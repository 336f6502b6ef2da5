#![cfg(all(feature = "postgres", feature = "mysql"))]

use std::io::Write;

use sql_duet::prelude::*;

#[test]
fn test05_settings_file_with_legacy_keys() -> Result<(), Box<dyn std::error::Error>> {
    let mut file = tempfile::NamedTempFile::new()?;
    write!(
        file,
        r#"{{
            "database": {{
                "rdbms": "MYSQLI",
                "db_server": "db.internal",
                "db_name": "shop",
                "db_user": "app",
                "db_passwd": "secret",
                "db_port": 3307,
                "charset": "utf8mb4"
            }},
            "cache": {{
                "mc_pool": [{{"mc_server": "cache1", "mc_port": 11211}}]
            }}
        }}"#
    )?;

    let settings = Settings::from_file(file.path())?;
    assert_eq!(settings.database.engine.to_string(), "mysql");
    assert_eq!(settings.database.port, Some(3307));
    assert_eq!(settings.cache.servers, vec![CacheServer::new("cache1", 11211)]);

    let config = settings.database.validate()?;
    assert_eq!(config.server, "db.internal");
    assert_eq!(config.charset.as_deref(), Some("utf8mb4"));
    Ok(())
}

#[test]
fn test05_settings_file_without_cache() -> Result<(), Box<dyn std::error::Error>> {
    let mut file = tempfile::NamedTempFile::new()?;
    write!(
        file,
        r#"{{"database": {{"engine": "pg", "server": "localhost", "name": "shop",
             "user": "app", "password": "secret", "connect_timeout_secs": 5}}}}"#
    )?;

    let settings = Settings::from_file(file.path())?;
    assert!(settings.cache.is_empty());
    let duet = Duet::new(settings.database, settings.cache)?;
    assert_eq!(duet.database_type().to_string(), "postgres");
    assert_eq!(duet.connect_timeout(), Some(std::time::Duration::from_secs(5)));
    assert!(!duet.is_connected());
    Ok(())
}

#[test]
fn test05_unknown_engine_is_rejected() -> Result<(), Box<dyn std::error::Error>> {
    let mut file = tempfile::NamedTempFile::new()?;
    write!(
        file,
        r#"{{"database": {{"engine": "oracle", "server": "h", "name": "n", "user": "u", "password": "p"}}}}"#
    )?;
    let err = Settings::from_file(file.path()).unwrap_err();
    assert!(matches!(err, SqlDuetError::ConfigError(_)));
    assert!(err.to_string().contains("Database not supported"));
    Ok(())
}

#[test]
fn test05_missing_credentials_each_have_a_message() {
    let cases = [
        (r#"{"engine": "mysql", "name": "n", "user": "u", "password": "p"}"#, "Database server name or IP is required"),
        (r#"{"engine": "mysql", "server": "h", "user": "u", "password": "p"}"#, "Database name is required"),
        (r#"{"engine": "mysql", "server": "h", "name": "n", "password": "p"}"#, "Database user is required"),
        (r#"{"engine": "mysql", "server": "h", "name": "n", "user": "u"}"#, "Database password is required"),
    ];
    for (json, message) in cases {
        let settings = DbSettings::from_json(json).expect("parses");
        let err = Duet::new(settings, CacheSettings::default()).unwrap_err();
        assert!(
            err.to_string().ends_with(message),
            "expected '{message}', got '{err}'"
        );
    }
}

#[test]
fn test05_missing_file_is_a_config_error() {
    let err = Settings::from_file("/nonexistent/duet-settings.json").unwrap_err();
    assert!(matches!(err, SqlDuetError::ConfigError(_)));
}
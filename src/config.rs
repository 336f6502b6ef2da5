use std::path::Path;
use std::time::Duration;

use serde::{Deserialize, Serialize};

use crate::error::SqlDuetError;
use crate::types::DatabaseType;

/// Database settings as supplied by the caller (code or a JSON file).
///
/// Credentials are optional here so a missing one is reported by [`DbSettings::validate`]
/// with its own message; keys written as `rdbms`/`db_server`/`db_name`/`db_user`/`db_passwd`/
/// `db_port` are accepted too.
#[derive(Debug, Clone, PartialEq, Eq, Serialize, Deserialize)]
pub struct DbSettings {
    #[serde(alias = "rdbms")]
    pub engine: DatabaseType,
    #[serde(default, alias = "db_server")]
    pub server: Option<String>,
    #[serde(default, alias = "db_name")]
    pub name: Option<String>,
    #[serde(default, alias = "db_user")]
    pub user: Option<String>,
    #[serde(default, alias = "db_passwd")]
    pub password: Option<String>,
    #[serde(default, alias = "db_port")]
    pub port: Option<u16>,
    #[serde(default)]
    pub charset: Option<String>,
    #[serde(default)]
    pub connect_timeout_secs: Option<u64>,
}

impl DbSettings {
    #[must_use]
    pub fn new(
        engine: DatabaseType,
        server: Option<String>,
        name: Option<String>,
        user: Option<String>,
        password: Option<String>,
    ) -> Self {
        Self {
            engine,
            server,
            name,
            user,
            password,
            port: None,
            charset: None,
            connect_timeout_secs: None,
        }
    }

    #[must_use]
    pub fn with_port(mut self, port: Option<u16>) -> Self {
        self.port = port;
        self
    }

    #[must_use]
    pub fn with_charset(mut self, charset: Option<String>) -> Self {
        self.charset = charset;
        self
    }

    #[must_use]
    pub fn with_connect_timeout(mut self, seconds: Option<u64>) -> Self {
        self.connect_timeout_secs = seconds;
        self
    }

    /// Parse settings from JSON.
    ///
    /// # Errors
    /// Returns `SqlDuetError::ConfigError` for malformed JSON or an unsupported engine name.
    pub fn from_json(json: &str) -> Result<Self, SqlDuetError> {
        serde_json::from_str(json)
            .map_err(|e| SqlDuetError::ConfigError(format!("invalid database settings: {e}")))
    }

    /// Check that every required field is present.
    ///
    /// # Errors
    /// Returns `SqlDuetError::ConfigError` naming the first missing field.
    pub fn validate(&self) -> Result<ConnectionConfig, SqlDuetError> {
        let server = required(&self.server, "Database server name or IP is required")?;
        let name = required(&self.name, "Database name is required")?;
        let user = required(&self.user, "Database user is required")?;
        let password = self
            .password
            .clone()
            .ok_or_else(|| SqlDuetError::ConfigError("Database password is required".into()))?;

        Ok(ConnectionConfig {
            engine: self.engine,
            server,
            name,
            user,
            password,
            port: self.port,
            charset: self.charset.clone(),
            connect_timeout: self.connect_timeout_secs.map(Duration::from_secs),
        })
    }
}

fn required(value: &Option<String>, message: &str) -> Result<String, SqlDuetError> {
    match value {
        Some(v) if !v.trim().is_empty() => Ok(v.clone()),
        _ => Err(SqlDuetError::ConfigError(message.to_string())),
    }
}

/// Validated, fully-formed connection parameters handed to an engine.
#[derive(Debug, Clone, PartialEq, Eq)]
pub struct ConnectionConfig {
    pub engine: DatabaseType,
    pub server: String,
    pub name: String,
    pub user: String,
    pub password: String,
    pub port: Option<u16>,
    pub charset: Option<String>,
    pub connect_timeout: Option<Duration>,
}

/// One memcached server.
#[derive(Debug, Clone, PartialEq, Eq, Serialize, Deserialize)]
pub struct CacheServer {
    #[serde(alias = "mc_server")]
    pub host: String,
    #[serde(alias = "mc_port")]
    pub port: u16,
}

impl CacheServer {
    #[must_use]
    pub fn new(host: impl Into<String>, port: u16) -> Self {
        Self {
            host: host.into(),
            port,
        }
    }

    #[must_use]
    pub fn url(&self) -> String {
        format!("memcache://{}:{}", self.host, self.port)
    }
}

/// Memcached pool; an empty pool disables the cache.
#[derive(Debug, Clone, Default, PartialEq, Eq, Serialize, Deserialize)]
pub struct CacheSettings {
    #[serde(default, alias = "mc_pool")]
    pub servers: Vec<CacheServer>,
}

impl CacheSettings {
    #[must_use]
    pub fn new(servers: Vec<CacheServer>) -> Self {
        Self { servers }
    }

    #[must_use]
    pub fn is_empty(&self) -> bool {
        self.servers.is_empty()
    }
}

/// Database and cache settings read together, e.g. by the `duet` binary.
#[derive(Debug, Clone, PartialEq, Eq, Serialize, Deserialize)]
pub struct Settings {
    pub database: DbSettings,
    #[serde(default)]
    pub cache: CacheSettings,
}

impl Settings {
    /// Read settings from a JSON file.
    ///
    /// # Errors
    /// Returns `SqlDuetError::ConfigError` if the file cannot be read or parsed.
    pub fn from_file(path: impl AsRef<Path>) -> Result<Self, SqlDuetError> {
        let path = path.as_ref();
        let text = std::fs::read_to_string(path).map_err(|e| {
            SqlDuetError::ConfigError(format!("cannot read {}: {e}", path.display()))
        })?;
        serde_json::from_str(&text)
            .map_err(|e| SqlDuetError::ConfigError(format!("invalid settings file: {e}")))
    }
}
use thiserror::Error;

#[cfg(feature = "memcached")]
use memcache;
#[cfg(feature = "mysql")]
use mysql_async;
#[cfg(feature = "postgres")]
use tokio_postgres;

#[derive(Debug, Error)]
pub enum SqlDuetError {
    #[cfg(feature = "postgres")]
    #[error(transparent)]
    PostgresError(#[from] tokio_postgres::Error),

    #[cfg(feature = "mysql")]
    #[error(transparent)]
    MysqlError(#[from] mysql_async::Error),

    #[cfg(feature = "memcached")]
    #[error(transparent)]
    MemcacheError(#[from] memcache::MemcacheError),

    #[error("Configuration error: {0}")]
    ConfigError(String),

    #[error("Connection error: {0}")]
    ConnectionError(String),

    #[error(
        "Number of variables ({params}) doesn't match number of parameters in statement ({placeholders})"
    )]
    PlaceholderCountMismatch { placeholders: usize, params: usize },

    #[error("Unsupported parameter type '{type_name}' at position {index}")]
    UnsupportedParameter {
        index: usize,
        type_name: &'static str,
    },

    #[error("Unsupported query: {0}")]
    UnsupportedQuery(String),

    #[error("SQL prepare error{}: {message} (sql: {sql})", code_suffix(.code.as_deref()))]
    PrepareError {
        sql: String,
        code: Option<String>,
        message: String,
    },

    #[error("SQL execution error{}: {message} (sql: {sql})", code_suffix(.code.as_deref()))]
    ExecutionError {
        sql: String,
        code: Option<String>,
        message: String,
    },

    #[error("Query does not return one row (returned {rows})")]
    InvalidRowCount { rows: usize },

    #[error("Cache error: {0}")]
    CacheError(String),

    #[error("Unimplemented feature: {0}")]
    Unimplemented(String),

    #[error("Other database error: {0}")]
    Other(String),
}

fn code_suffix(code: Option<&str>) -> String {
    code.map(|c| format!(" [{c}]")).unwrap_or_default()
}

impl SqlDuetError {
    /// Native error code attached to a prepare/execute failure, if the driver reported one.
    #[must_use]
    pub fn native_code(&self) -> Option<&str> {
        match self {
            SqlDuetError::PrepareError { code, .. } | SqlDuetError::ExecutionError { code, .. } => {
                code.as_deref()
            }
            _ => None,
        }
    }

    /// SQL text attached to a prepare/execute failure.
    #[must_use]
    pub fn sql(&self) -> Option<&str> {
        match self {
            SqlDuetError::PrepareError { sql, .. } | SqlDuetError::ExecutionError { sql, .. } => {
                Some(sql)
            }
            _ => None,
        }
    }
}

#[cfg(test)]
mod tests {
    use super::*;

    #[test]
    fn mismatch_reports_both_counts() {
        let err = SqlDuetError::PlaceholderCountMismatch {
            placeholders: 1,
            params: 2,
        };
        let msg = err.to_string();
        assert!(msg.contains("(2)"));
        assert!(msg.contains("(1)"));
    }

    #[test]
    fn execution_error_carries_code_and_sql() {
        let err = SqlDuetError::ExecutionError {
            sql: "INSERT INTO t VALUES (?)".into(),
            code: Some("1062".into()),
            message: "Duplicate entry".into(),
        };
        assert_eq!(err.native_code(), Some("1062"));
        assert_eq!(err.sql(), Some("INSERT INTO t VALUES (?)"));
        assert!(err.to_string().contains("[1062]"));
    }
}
#####
- _Activity_: Which lines above include the word "Some"? Show each one.

- _Your response_:
    assert_eq!(settings.database.port, Some(3307));
    assert_eq!(config.charset.as_deref(), Some("utf8mb4"));
    assert_eq!(duet.connect_timeout(), Some(std::time::Duration::from_secs(5)));
        Some(v) if !v.trim().is_empty() => Ok(v.clone()),
                Some(sql)
            code: Some("1062".into()),
        assert_eq!(err.native_code(), Some("1062"));
        assert_eq!(err.sql(), Some("INSERT INTO t VALUES (?)"));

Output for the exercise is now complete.